Mechanical Power Transmission – The Centrifugal Clutch and Metal Fatigue

     When I’m under a lot of stress I sometimes have the nervous habit of grabbing a paper clip, straightening out the bends, then repetitively bending it back and forth.  Eventually the wire reaches a point where it just breaks apart.

     My paper clip broke due to metal fatigue.  Metal parts are said to become fatigued when they’re subjected to forces of a repetitive nature such as occur due to twisting and bending.  The metal cracks, then eventually breaks due to the stress.
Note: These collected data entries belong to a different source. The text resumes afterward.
// src/config/consts.rs

// Net config
pub const USER_AGENT: &str = "court_harvest/0.3 (pickleball court directory)";
pub const REQUEST_TIMEOUT_SECS: u64 = 10;
pub const NOMINATIM_URL: &str = "https://nominatim.openstreetmap.org";
pub const OVERPASS_URL: &str = "https://overpass-api.de/api/interpreter";
pub const OVERPASS_TIMEOUT_SECS: u64 = 30; // query itself asks for 25

// Nominatim usage policy: at most one request per second
pub const GEOCODE_MIN_GAP_MS: u64 = 1100;

// Sources
pub const DEFAULT_SCOPE: &str = "Austin, TX";
pub const MUNICIPAL_SOURCE_NAME: &str = "Austin Parks & Rec";
pub const MUNICIPAL_NAME_SUFFIX: &str = " Parks & Rec";
pub const MUNICIPAL_URL: &str = "https://www.austintexas.gov/department/pickleball";
pub const MUNICIPAL_CONFIDENCE: u8 = 90;
pub const OSM_SOURCE_NAME: &str = "OpenStreetMap";
pub const OSM_URL: &str = "https://www.openstreetmap.org";
pub const OSM_CONFIDENCE: u8 = 80;
pub const PICKLEBALL_FILTER: &str = r#"["sport"="pickleball"]"#;

// Normalization
pub const PLACEHOLDER_NAME: &str = "Unnamed Pickleball Court";
pub const NAME_SUFFIX: &str = " Pickleball Courts";
pub const UNKNOWN_REGION: &str = "Unknown";
pub const DEFAULT_SURFACE: &str = "Hard";
pub const DEFAULT_COUNTRY: &str = "USA";
pub const MIN_ADDRESS_LEN: usize = 5;

// Local store
pub const STORE_DIR: &str = ".store";
pub const SOURCES_FILE: &str = "sources.json";
pub const RECORDS_FILE: &str = "courts.jsonl";
pub const LOG_FILE: &str = "debug.log";
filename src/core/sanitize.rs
// src/core/sanitize.rs

/// Decode the handful of entities that show up in city CMS output.
pub fn normalize_entities(s: &str) -> String {
    s.replace("&nbsp;", " ")
        .replace("&#160;", " ")
        .replace("&quot;", "\"")
        .replace("&#39;", "'")
        .replace("&#039;", "'")
        .replace("&rsquo;", "'")
        .replace("&ndash;", "-")
        .replace("&lt;", "<")
        .replace("&gt;", ">")
        .replace("&amp;", "&")
}

pub fn normalize_ws(s: &str) -> String {
    let mut out = String::with_capacity(s.len());
    let mut prev_space = false;
    for ch in s.chars() {
        if ch.is_whitespace() {
            if !prev_space { out.push(' '); prev_space = true; }
        } else { out.push(ch); prev_space = false; }
    }
    out.trim().to_string()
}

/// Stable, filesystem-friendly id for a source name ("Austin Parks & Rec" → "austin_parks_rec").
pub fn slug(name: &str) -> String {
    let mut out = String::with_capacity(name.len());
    let mut last_us = false;
    for ch in name.chars() {
        if ch.is_ascii_alphanumeric() { out.push(ch.to_ascii_lowercase()); last_us = false; }
        else if !last_us { out.push('_'); last_us = true; }
    }
    let out = out.trim_matches('_').to_string();
    if out.is_empty() { s!("source") } else { out }
}

#[cfg(test)]
mod tests {
    use super::*;

    #[test]
    fn entities_and_whitespace() {
        assert_eq!(normalize_ws(&normalize_entities("Pan&nbsp;Am \n Park &amp; Pool")), "Pan Am Park & Pool");
    }

    #[test]
    fn slug_collapses_punctuation() {
        assert_eq!(slug("Austin Parks & Rec"), "austin_parks_rec");
        assert_eq!(slug("OpenStreetMap"), "openstreetmap");
        assert_eq!(slug("&&"), "source");
    }
}
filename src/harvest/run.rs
// src/harvest/run.rs
//
// One harvest = read a source, register it, then push every candidate through
// resolve → normalize → store. Only source-level failures abort; everything
// per-record ends up in the report counters.

use crate::candidate::RawCandidate;
use crate::config::consts::PICKLEBALL_FILTER;
use crate::config::options::SourceProfile;
use crate::error::HarvestError;
use crate::geo::Geocoder;
use crate::normalize::normalize;
use crate::progress::Progress;
use crate::resolve::{locate, Resolver};
use crate::specs::{municipal, overpass};
use crate::store::{SourceId, Store};

use super::sources::{GeodataService, MarkupSource};

#[derive(Clone, Copy, Debug, Default, PartialEq, Eq)]
pub struct HarvestReport {
    /// Items the adapter yielded: every geodata element, or every municipal
    /// listing with a usable address (shorter ones never count).
    pub found: usize,
    pub imported: usize,
    /// Items that could not be placed on the map.
    pub skipped: usize,
    /// Items the store refused (or could not be sent at all).
    pub errors: usize,
}

/// Municipal listing page: fetch, extract, forward-geocode each listing, store.
pub fn harvest_municipal(
    markup: &dyn MarkupSource,
    geocoder: &dyn Geocoder,
    store: &mut dyn Store,
    profile: &SourceProfile,
    progress: Option<&mut dyn Progress>,
) -> Result<HarvestReport, HarvestError> {
    let mut sink = Sink(progress);
    let url = profile
        .base_url
        .as_deref()
        .ok_or_else(|| HarvestError::Configuration(format!("source {:?} has no page URL", profile.name)))?;

    sink.log(&format!("Fetching {url}…"));
    let blocks = markup
        .fetch(url)
        .map_err(|e| HarvestError::unavailable(&profile.name, e))?;

    let listings = municipal::extract_listings(&blocks);
    let mut report = HarvestReport { found: listings.len(), ..Default::default() };
    logf!("{}: {} listings", profile.name, report.found);
    sink.begin(report.found);

    let Some(source_id) = register(store, profile, &mut report, &mut sink) else {
        return Ok(report);
    };

    let scope = profile.scope();
    let resolver = Resolver::new(geocoder, scope);
    for listing in listings {
        let Some(at) = locate(geocoder, &listing.name, &listing.address, scope) else {
            logw!("{}: could not place {:?} ({})", profile.name, listing.name, listing.address);
            report.skipped += 1;
            sink.skipped(&listing.name, "not geocodable");
            continue;
        };
        let raw = listing.into_candidate(at, scope);
        submit(store, profile, &source_id, &resolver, raw, &mut report, &mut sink);
    }

    sink.finish(&report);
    Ok(report)
}

/// Geodata service: bound the scope, query tagged features, store each one.
pub fn harvest_geodata(
    service: &dyn GeodataService,
    geocoder: &dyn Geocoder,
    store: &mut dyn Store,
    profile: &SourceProfile,
    progress: Option<&mut dyn Progress>,
) -> Result<HarvestReport, HarvestError> {
    let mut sink = Sink(progress);
    let scope = profile
        .scope()
        .ok_or_else(|| HarvestError::Configuration(format!("source {:?} has no scope", profile.name)))?;

    sink.log(&format!("Bounding {scope}…"));
    let bbox = geocoder
        .bounding_box(scope)
        .map_err(|e| HarvestError::unavailable(&profile.name, format!("no bounding box for {scope:?}: {e}")))?;

    sink.log("Querying geodata…");
    let elements = service
        .query_by_bbox(PICKLEBALL_FILTER, &bbox)
        .map_err(|e| HarvestError::unavailable(&profile.name, e))?;

    let (candidates, dropped) = overpass::extract_candidates(&elements);
    let mut report = HarvestReport { found: elements.len(), skipped: dropped, ..Default::default() };
    logf!("{}: {} elements, {} without position", profile.name, report.found, dropped);
    sink.begin(report.found);

    let Some(source_id) = register(store, profile, &mut report, &mut sink) else {
        return Ok(report);
    };

    let resolver = Resolver::new(geocoder, Some(scope));
    for raw in candidates {
        submit(store, profile, &source_id, &resolver, raw, &mut report, &mut sink);
    }

    sink.finish(&report);
    Ok(report)
}

/// A failed registration leaves nothing to attribute records to, so every
/// remaining item counts as an error.
fn register(
    store: &mut dyn Store,
    profile: &SourceProfile,
    report: &mut HarvestReport,
    sink: &mut Sink<'_>,
) -> Option<SourceId> {
    match store.ensure_source(&profile.name, &profile.source_type, profile.base_url.as_deref()) {
        Ok(id) => Some(id),
        Err(e) => {
            loge!("{}: source registration failed: {e}", profile.name);
            report.errors += report.found - report.skipped;
            sink.log(&format!("Source registration failed: {e}"));
            sink.finish(report);
            None
        }
    }
}

fn submit(
    store: &mut dyn Store,
    profile: &SourceProfile,
    source_id: &str,
    resolver: &Resolver<'_>,
    raw: RawCandidate,
    report: &mut HarvestReport,
    sink: &mut Sink<'_>,
) {
    let fields = resolver.resolve(&raw);
    let record = normalize(profile, source_id, raw, fields);

    match store.upsert_canonical_record(&record) {
        Ok(id) => {
            report.imported += 1;
            logd!("Stored {:?} as {id}", record.name);
            sink.done(&record.name);
            if report.imported % 10 == 0 {
                logf!("{}: {} imported so far", profile.name, report.imported);
            }
        }
        Err(e) => {
            report.errors += 1;
            loge!("Store rejected {:?} ({}): {e}", record.name, record.external_id);
            sink.skipped(&record.name, &e.to_string());
        }
    }
}

struct Sink<'p>(Option<&'p mut dyn Progress>);

impl Sink<'_> {
    fn log(&mut self, msg: &str) {
        if let Some(p) = self.0.as_deref_mut() {
            p.log(msg);
        }
    }

    fn begin(&mut self, total: usize) {
        if let Some(p) = self.0.as_deref_mut() {
            p.begin(total);
        }
    }

    fn done(&mut self, name: &str) {
        if let Some(p) = self.0.as_deref_mut() {
            p.item_done(name);
        }
    }

    fn skipped(&mut self, name: &str, reason: &str) {
        if let Some(p) = self.0.as_deref_mut() {
            p.item_skipped(name, reason);
        }
    }

    fn finish(&mut self, report: &HarvestReport) {
        if let Some(p) = self.0.as_deref_mut() {
            p.finish(report);
        }
    }
}
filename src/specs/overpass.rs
// src/specs/overpass.rs
//
// OpenStreetMap via the Overpass API. Elements arrive as nodes (lat/lon) or as
// ways/relations (center, thanks to `out center;`), each with a free-form tag map.

use std::collections::BTreeMap;

use serde::Deserialize;

use crate::candidate::{FeatureHint, RawCandidate};
use crate::geo::{BoundingBox, Coordinate};

#[derive(Clone, Debug, Default, Deserialize)]
pub struct OverpassResponse {
    #[serde(default)]
    pub elements: Vec<Element>,
}

#[derive(Clone, Copy, Debug, Deserialize, PartialEq)]
pub struct Center {
    pub lat: f64,
    pub lon: f64,
}

#[derive(Clone, Debug, Deserialize, PartialEq)]
pub struct Element {
    #[serde(rename = "type", default)]
    pub kind: String,
    pub id: i64,
    pub lat: Option<f64>,
    pub lon: Option<f64>,
    pub center: Option<Center>,
    #[serde(default)]
    pub tags: BTreeMap<String, String>,
}

impl Element {
    /// Direct point first, then the centroid.
    pub fn coordinate(&self) -> Option<Coordinate> {
        match (self.lat, self.lon, self.center) {
            (Some(lat), Some(lon), _) => Some(Coordinate::new(lat, lon)),
            (_, _, Some(c)) => Some(Coordinate::new(c.lat, c.lon)),
            _ => None,
        }
    }

    fn tag(&self, key: &str) -> Option<&str> {
        present!(self.tags.get(key))
    }

    fn tag_is(&self, key: &str, value: &str) -> bool {
        self.tag(key).is_some_and(|v| v.eq_ignore_ascii_case(value))
    }
}

/// Overpass QL: every node, way and relation matching `tag_filter` inside `bbox`.
pub fn build_query(tag_filter: &str, bbox: &BoundingBox) -> String {
    let area = format!("({},{},{},{})", bbox.min_lat, bbox.min_lon, bbox.max_lat, bbox.max_lon);
    let mut q = s!("[out:json][timeout:25];\n(\n");
    for kind in ["node", "way", "relation"] {
        q.push_str(&format!("  {kind}{tag_filter}{area};\n"));
    }
    q.push_str(");\nout center;\n");
    q
}

/// `None` when the element has neither a point nor a center.
pub fn to_candidate(el: &Element) -> Option<RawCandidate> {
    let coordinate = el.coordinate()?;
    let mut raw = RawCandidate::new(el.id.to_string(), coordinate);

    // Verbatim; blank names are the resolver's call.
    raw.name = el.tags.get("name").cloned();
    raw.address_fragments = ["addr:housenumber", "addr:street", "addr:city"]
        .iter()
        .filter_map(|k| el.tag(k).map(String::from))
        .collect();
    raw.region_hint = el.tag("addr:state").map(String::from);

    if el.tag_is("lit", "yes") {
        raw.feature_hints.insert(FeatureHint::Lighted);
    }
    if el.tag_is("access", "private") {
        raw.feature_hints.insert(FeatureHint::Private);
    }
    if el.tag_is("indoor", "yes") {
        raw.feature_hints.insert(FeatureHint::Indoor);
    }

    raw.tags = el.tags.clone();
    raw.scraped = serde_json::to_value(&el.tags).unwrap_or_default();
    Some(raw)
}

/// Candidates in element order, plus how many elements had no usable position.
pub fn extract_candidates(elements: &[Element]) -> (Vec<RawCandidate>, usize) {
    let mut dropped = 0usize;
    let candidates = elements
        .iter()
        .filter_map(|el| {
            let c = to_candidate(el);
            if c.is_none() {
                logd!("Overpass: {} {} has no position, dropped", el.kind, el.id);
                dropped += 1;
            }
            c
        })
        .collect();
    (candidates, dropped)
}
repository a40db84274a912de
// src/config/mod.rs
pub mod consts;
pub mod options;
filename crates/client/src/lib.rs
//! HTTP retrieval of scrolly hotkey configuration.
//!
//! This crate provides a small client for the presentation server and the
//! HTTP configuration sources that fetch the site override and the bundled
//! default configuration.

pub mod client;
pub mod error;
pub mod metrics;
pub mod metrics_exporter;
mod source;

pub use client::ScrollyClient;
pub use client::builder::ScrollyClientBuilder;
pub use error::{ClientError, Result};
pub use metrics::{FetchOutcome, MetricsCollector};
pub use metrics_exporter::{MetricsExporter, MetricsExporterError};
pub use source::{HttpConfigSource, standard_loader};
     So what’s happening when metal becomes fatigued?  Figure 1 shows the simplified atomic structure of a sample metal.

Figure 1

 

     When the metal is deformed, such as during bending, its rows of atoms are forced to move with respect to each other as shown in Figure 2.

 

Figure 2

 

     The movement of rows of atoms leads to an alteration in structure, breaking bonds between atoms.  This results in small cracks forming along the metal’s surface, cracks which eventually migrate deeper inside the metal with each subsequent bend.  With time the metal will become so compromised by the cracks that breakage occurs.

     Metal fatigue can occur in centrifugal clutch mechanisms as well.  Power tools such as grass trimmers typically operate between idle and working speeds many times during a day’s usage.  As we learned in previous articles, when the engine runs at idle speed, the springs in the centrifugal clutch mechanism stay retracted.  As the engine speeds up, the centrifugal force acting on the clutch shoes extends the springs.  Successive extensions and retractions cause the metal in the springs to bend, and over time they, like my paper clip, will become fatigued and metal springs will break.